Au vernissage, Stéphanie crée l’illusion du succès. Elle dispose de très précieuses listes de pique-assiettes qui carburent aux petits-fours et au champagne. Pas un journaliste ne s’est présenté. Claire, qui avait craint le contact avec les médias, perd pied. Elle n’ignore pas ce que Thomas vient d’investir dans l’entreprise. Son père a la folie des grandeurs. L’exposition restera en place jusqu’en février, quoi qu’il advienne.

Après tous ces mois de travail intense en chambre noire, Claire dispose de plus de temps libre qu’il ne lui en faut.

Stéphanie affirme que tout n’est pas joué. Il suffira d’une seule bonne critique pour attirer les autres. En janvier, après le bogue de l’an deux mille, la fièvre retombera. Il lui restera encore tout un mois pour allumer Paris Feu-de-paille.

— Il suffit que j’en amène un. Si j’arrive à amorcer la pompe, la Seine va s’engouffrer ici. Il n’y a jamais rien eu d’aussi fort dans cette galerie.

— J’en ai marre de Paris. Je ne savais pas qu’il pouvait pleuvoir autant quelque part. C’est la mousson ou bien?

— Repars dans tes montagnes. Tu es à quatre heures de TGV. Aie confiance dans le jugement de ton père.

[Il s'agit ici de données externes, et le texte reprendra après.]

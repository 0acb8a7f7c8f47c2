//! Shared configuration for the Terramix module stack
//!
//! This crate provides the single source of truth for persisted module-stack
//! state: which modules exist, whether they are active, their brush scale
//! parameters and the two orderings (preview and apply). The engine converts
//! between these plain data types and its live module instances; this crate
//! only knows how to serialize them and move them to/from disk.

use std::fs;
use std::path::Path;

use serde::{Deserialize, Serialize};
use tracing::debug;

/// File name used when the host does not supply its own stack location
pub const DEFAULT_STACK_FILE: &str = "terramix_modules.json";

/// Error type for configuration load/save operations.
#[derive(Debug, thiserror::Error)]
pub enum ConfigError {
    #[error("config io error: {0}")]
    Io(#[from] std::io::Error),
    #[error("config parse error: {0}")]
    Parse(#[from] serde_json::Error),
}

/// Persisted state of a single shaping module.
///
/// `kind` is the stable registry key (`"smooth"`, `"path"`, ...) used to pick
/// the module implementation on load; `params` is that implementation's own
/// parameter struct, kept opaque here so new module kinds don't require a
/// config schema change.
#[derive(Debug, Clone, Serialize, Deserialize)]
pub struct ModuleConfig {
    pub name: String,
    pub kind: String,
    pub category: String,
    pub active: bool,
    pub brush_size_pct: f32,
    pub brush_strength_pct: f32,
    pub preview_order: i32,
    pub apply_order: i32,
    #[serde(default)]
    pub params: serde_json::Value,
}

/// Persisted state of the whole module stack, in insertion order.
#[derive(Debug, Clone, Default, Serialize, Deserialize)]
pub struct StackConfig {
    pub modules: Vec<ModuleConfig>,
}

impl StackConfig {
    /// Load a stack configuration from a JSON file.
    pub fn load(path: &Path) -> Result<Self, ConfigError> {
        debug!("loading module stack from {}", path.display());
        let data = fs::read_to_string(path)?;
        let config = serde_json::from_str(&data)?;
        Ok(config)
    }

    /// Save the stack configuration to a JSON file.
    pub fn save(&self, path: &Path) -> Result<(), ConfigError> {
        debug!("saving module stack to {}", path.display());
        let data = serde_json::to_string_pretty(self)?;
        fs::write(path, data)?;
        Ok(())
    }
}
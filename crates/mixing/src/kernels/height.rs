//! Height kernel - raises (or lowers) the heightfield under the brush

use crate::error::ApplyError;
use crate::module::{HeightParams, Module};
use crate::types::StrokeSegment;

use super::{register_height_tiles, ApplyCtx};

/// Height change per full-weight segment application
const RAISE_STEP: f32 = 0.001;

pub(crate) fn apply(
    params: &HeightParams,
    module: &Module,
    segment: &StrokeSegment,
    ctx: &mut ApplyCtx<'_>,
) -> Result<(), ApplyError> {
    let size = module.effective_size(ctx.settings);
    let fp = ctx
        .surface
        .footprint(segment.curr_uv, size, ctx.settings.rotation_degrees)?;

    register_height_tiles(ctx, fp.rect);

    let mut step = module.strength_factor() * RAISE_STEP;
    if params.invert {
        step = -step;
    }

    for y in fp.rect.y0..fp.rect.y1 {
        for x in fp.rect.x0..fp.rect.x1 {
            let w = fp.weight(x, y, &ctx.context.stamp);
            if w > 0.0 {
                ctx.surface.heights_mut().add(x, y, step * w);
            }
        }
    }

    ctx.surface.mark_region_dirty(fp.rect);
    Ok(())
}
//! Overlay kernel - composites coverage onto an overlay layer
//!
//! Shared by the underlay and paint module kinds; only the target layer and
//! the point in the gesture where the kernel runs differ. Coverage always
//! moves toward full, there is no subtractive painting.

use crate::error::ApplyError;
use crate::module::{Module, OverlayParams};
use crate::types::StrokeSegment;

use super::{register_overlay_tiles, ApplyCtx};

/// Coverage target for every paint operation
const TARGET_COVERAGE: f32 = 1.0;

pub(crate) fn apply(
    params: &OverlayParams,
    module: &Module,
    segment: &StrokeSegment,
    ctx: &mut ApplyCtx<'_>,
) -> Result<(), ApplyError> {
    let Some(layer_name) = params.layer.as_deref() else {
        return Err(ApplyError::LayerNotSelected(module.name.clone()));
    };
    let layer_id = ctx
        .surface
        .overlay_id(layer_name)
        .ok_or_else(|| ApplyError::UnknownLayer(layer_name.to_string()))?;

    let size = module.effective_size(ctx.settings);
    let fp = ctx
        .surface
        .footprint(segment.curr_uv, size, ctx.settings.rotation_degrees)?;

    register_overlay_tiles(ctx, fp.rect);

    let strength = module.strength_factor();
    let layer = ctx.surface.overlay_mut(layer_id)?;

    for y in fp.rect.y0..fp.rect.y1 {
        for x in fp.rect.x0..fp.rect.x1 {
            let w = fp.weight(x, y, &ctx.context.stamp);
            if w > 0.0 {
                layer.blend_weight(x, y, TARGET_COVERAGE, strength * w);
            }
        }
    }

    ctx.surface.mark_region_dirty(fp.rect);
    Ok(())
}
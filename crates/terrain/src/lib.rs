//! Terramix terrain surface - heightfield and overlay storage
//!
//! This crate provides the deformable surface the stroke engine mutates:
//! - [`heightfield::Heightfield`] - CPU heightfield storage (normalized f32)
//! - [`overlay::OverlayLayer`] - per-layer texture weight maps
//! - [`surface::TerrainSurface`] - combined surface with tiled dirty tracking
//!   and per-tile snapshot/restore
//! - [`footprint`] - brush footprint computation (UV + size + rotation to a
//!   bounded cell region with per-cell weights)

pub mod constants;
pub mod error;
pub mod footprint;
pub mod heightfield;
pub mod overlay;
pub mod surface;
pub mod tiles;

pub use constants::*;
pub use error::*;
pub use footprint::*;
pub use heightfield::*;
pub use overlay::*;
pub use surface::*;
pub use tiles::*;
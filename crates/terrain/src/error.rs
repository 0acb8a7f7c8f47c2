use thiserror::Error;

/// Error type for surface access operations.
#[derive(Debug, Error)]
pub enum SurfaceError {
    #[error("brush region at uv ({u:.3}, {v:.3}) does not intersect the surface")]
    RegionOutsideSurface { u: f32, v: f32 },
    #[error("invalid brush size: {0}")]
    InvalidBrushSize(f32),
    #[error("unknown overlay layer index: {0}")]
    UnknownOverlay(usize),
    #[error("overlay layer `{0}` already exists")]
    DuplicateOverlay(String),
}
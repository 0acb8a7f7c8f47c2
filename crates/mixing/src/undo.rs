//! Gesture-scoped undo registration
//!
//! Every surface mutation passes through the coordinator before it is allowed
//! to touch the surface. The coordinator guarantees that the expensive
//! snapshot-for-undo capture runs at most once per (tile, mutation category)
//! pair within a gesture, no matter how many modules or batches touch that
//! tile.

use std::collections::HashSet;

use tracing::debug;

use terrain::TileCoord;

use crate::types::{GestureId, MutationKind};

/// Tracks the current gesture identity and the mutation targets already
/// captured for it
#[derive(Debug, Default)]
pub struct GestureUndoCoordinator {
    current: Option<GestureId>,
    registered: HashSet<(TileCoord, MutationKind)>,
}

impl GestureUndoCoordinator {
    pub fn new() -> Self {
        Self::default()
    }

    /// Compare against the stored gesture token; on a new token, clear the
    /// registered set and store it. Returns true if a new gesture started.
    ///
    /// Must be called before the first registration of every apply pass.
    pub fn begin_if_new_gesture(&mut self, gesture: GestureId) -> bool {
        if self.current == Some(gesture) {
            return false;
        }
        debug!("new gesture {gesture:?}, clearing {} registered targets", self.registered.len());
        self.current = Some(gesture);
        self.registered.clear();
        true
    }

    /// Run `record` exactly once per (target, category) pair per gesture.
    ///
    /// Returns Ok(true) if the capture ran now, Ok(false) if the pair was
    /// already registered. If `record` fails, the pair is NOT marked
    /// registered, so the capture is retried on the next touch; the caller's
    /// mutation still proceeds (best-effort undo, not a fatal error).
    pub fn register_once<E, F>(
        &mut self,
        target: TileCoord,
        category: MutationKind,
        record: F,
    ) -> Result<bool, E>
    where
        F: FnOnce() -> Result<(), E>,
    {
        let key = (target, category);
        if self.registered.contains(&key) {
            return Ok(false);
        }

        record()?;
        self.registered.insert(key);
        Ok(true)
    }

    /// Gesture token the coordinator currently tracks
    pub fn current_gesture(&self) -> Option<GestureId> {
        self.current
    }

    /// Number of (target, category) pairs registered for the current gesture
    pub fn registered_count(&self) -> usize {
        self.registered.len()
    }
}

#[cfg(test)]
mod tests {
    use super::*;

    fn tile(x: u32, y: u32) -> TileCoord {
        TileCoord { x, y }
    }

    #[test]
    fn test_record_runs_once_per_pair() {
        let mut coordinator = GestureUndoCoordinator::new();
        coordinator.begin_if_new_gesture(GestureId(1));

        let mut calls = 0;
        for touch in 0..5 {
            let ran = coordinator
                .register_once::<(), _>(tile(0, 0), MutationKind::Height, || {
                    calls += 1;
                    Ok(())
                })
                .unwrap();
            // Only the first touch actually records
            assert_eq!(ran, touch == 0);
        }

        assert_eq!(calls, 1);
        assert_eq!(coordinator.registered_count(), 1);
    }

    #[test]
    fn test_distinct_pairs_each_record() {
        let mut coordinator = GestureUndoCoordinator::new();
        coordinator.begin_if_new_gesture(GestureId(1));

        let mut calls = 0;
        let mut record = |coordinator: &mut GestureUndoCoordinator, t, k| {
            coordinator
                .register_once::<(), _>(t, k, || {
                    calls += 1;
                    Ok(())
                })
                .unwrap();
        };

        // N modules and M batches touching the same targets: simulate with
        // repeated touches of three distinct pairs
        for _ in 0..4 {
            record(&mut coordinator, tile(0, 0), MutationKind::Height);
            record(&mut coordinator, tile(0, 0), MutationKind::Overlay);
            record(&mut coordinator, tile(1, 0), MutationKind::Height);
        }

        assert_eq!(calls, 3);
        assert_eq!(coordinator.registered_count(), 3);
    }

    #[test]
    fn test_failed_record_is_retried() {
        let mut coordinator = GestureUndoCoordinator::new();
        coordinator.begin_if_new_gesture(GestureId(1));

        let result: Result<bool, &str> =
            coordinator.register_once(tile(0, 0), MutationKind::Height, || Err("disk full"));
        assert!(result.is_err());
        assert_eq!(coordinator.registered_count(), 0);

        // Next touch retries and succeeds
        let ran = coordinator
            .register_once::<(), _>(tile(0, 0), MutationKind::Height, || Ok(()))
            .unwrap();
        assert!(ran);
        assert_eq!(coordinator.registered_count(), 1);
    }

    #[test]
    fn test_new_gesture_clears_registrations() {
        let mut coordinator = GestureUndoCoordinator::new();

        assert!(coordinator.begin_if_new_gesture(GestureId(1)));
        coordinator
            .register_once::<(), _>(tile(0, 0), MutationKind::Height, || Ok(()))
            .unwrap();
        assert_eq!(coordinator.registered_count(), 1);

        // Same token again: nothing changes
        assert!(!coordinator.begin_if_new_gesture(GestureId(1)));
        assert_eq!(coordinator.registered_count(), 1);

        // New token: the set resets and the same pair records again
        assert!(coordinator.begin_if_new_gesture(GestureId(2)));
        assert_eq!(coordinator.registered_count(), 0);

        let mut calls = 0;
        coordinator
            .register_once::<(), _>(tile(0, 0), MutationKind::Height, || {
                calls += 1;
                Ok(())
            })
            .unwrap();
        assert_eq!(calls, 1);
    }
}
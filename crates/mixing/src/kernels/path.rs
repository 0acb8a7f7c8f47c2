//! Path kernel - carves the heightfield toward a target height that follows
//! the stroke
//!
//! The target for each segment is the height the stroke started at, displaced
//! by the accumulated stroke height delta and the height profile. Width and
//! strength profiles scale the brush over the stroke's length, so a path can
//! taper or fade out toward its end.

use terrain::MIN_BRUSH_SIZE;

use crate::error::ApplyError;
use crate::module::{Module, PathParams};
use crate::types::StrokeSegment;

use super::{register_height_tiles, ApplyCtx};

pub(crate) fn apply(
    params: &PathParams,
    module: &Module,
    segment: &StrokeSegment,
    ctx: &mut ApplyCtx<'_>,
) -> Result<(), ApplyError> {
    let width_scale = params.width_profile.evaluate(segment.progress);
    let size = module.effective_size(ctx.settings) * width_scale;
    if size < MIN_BRUSH_SIZE {
        // The width profile has pinched the path shut; nothing to carve
        return Ok(());
    }

    let fp = ctx
        .surface
        .footprint(segment.curr_uv, size, ctx.settings.rotation_degrees)?;

    register_height_tiles(ctx, fp.rect);

    let target = (segment.start_height
        + segment.progress * segment.height_delta
        + params.height_profile.evaluate(segment.progress))
    .clamp(0.0, 1.0);

    let strength = (ctx.settings.strength
        * module.strength_factor()
        * params.strength_profile.evaluate(segment.progress))
    .clamp(0.0, 1.0);

    for y in fp.rect.y0..fp.rect.y1 {
        for x in fp.rect.x0..fp.rect.x1 {
            let w = fp.weight(x, y, &ctx.context.stamp);
            if w <= 0.0 {
                continue;
            }

            if let Some(current) = ctx.surface.heights().get(x, y) {
                let carved = current + (target - current) * (strength * w);
                ctx.surface.heights_mut().set(x, y, carved);
            }
        }
    }

    ctx.surface.mark_region_dirty(fp.rect);
    Ok(())
}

En louant la galerie pour trois mois, il ne s’est pas fait rouler par une Parisienne fourbe. Il a de l’expérience et connaît le monde.

Le jour de l’ouverture, Claire observe Thomas, Madeleine et Raoul qui se gaussent de tous ces snobs faussement extasiés devant son œuvre. La veille du vernissage, elle a eu la délicatesse d’amener sa famille voir le tout. Devant chaque montage, Raoul se tournait vers Claire et la regardait comme s’il découvrait une extraterrestre. À chaque nouvelle image, lui, que toutes les prétentions artistiques rasaient jusqu’aux parties les plus intimes, recevait crochet de droite sur uppercut et direct au plexus. Claire se révélait bien la fille de Madeleine.

Raoul aimait beaucoup Thomas. Il lui était reconnaissant de tant d’intelligence et de sensibilité. Certes, il admirait son travail à Terre des Hommes. Mais, surtout, il l’avait côtoyé pendant toutes ces années sans découvrir la moindre mesquinerie chez le mari de Madeleine. Il sentait que, pour vivre aussi généreusement, il fallait avoir beaucoup de peine. Il s’était approché de lui en s’arrachant au dernier sujet.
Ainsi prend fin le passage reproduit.